Since arriving back in the village, Mandy has been sponging off Aaron’s nearest and dearest – Chas and Paddy, Marlon and Uncle Zak. But when Chas discovers a bag full of stolen casino chips, Aaron steps in. Actor Danny Miller explains more…
“Aaron takes an instant disliking to Mandy when she comes back,” Danny says. “When he finds out from Chas that she’s nicked this bag of casino chips, he wants to knock her down a peg or two, because she’s been asking Paddy, Marlon and Zak for money and the whole time, she has this money in her pocket. Aaron decides to give her a taste of her own medicine, taking the chips off her and takes them to a friend who works in a casino to cash in the chips.”
“Aaron is trying to have as much as fun as he can with Robert. They enjoy having some money in their pocket, especially as they don’t have long left together…”

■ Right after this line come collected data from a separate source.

//! The main game module for the bubble shooter.
//!
//! This module contains all the gameplay logic including:
//! - Hexagonal grid system (offset rows)
//! - Bubble colors and life cycle
//! - Shooter/launcher mechanics
//! - Projectile physics and placement
//! - Cluster detection, popping and detachment
//! - Game state management
//!
//! Everything below [`state`] is plain data and runs without an ECS world.

pub mod board;
pub mod bubble;
pub mod cluster;
pub mod config;
pub mod error;
pub mod grid;
pub mod hex;
pub mod highscore;
pub mod level;
pub mod projectile;
pub mod schedule;
pub mod shooter;
pub mod state;

use bevy::prelude::*;

pub(super) fn plugin(app: &mut App) {
    app.add_plugins((hex::plugin, bubble::plugin, state::plugin));
}

/// High score recording, added separately so tests and embedders can skip disk access.
pub(super) fn highscore_plugin(app: &mut App) {
    app.add_plugins(highscore::plugin);
}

Given the troubled times ahead for Aaron and Robert, could Aaron be adding to their worries by making an enemy of Mandy. Will she break the Dingle code and retaliate?
“Aaron doesn’t really care that Mandy is experienced in these kind of situation, or if she knows the right people in these situations,” adds Danny. “If anything he’s testing how far he can push her. He doesn’t like his family being mugged off and for that reason he decides to teach her a lesson.
“The pub is closed so Chas is struggling for money, Zak needs a few quid, so in his head the logic is he’s going to nick it, give Mandy a share, pay everyone else in the family, and keep some for him and Robert. He knows she can’t go to the police about it because she’d be dobbing herself in.”
Meeting at the scrapyard, Aaron gives Mandy a dressing down for how she’s treated the family. When he reveals that he’s taking a commission, Mandy goes berserk. A heated argument leads to Aaron ‘accidentally’ dropping the bag of money into the fire pit. Mandy and Vinny are distraught, but is all as it seems? Who has Mandy stolen the money from and will that in turn bring trouble to the Dingle’s door?
“As you can imagine £18,000 cash going in the fire, nobody is going to be best pleased,” quips Danny. “But she’s fuming because she needs the money for something unbeknown to Aaron.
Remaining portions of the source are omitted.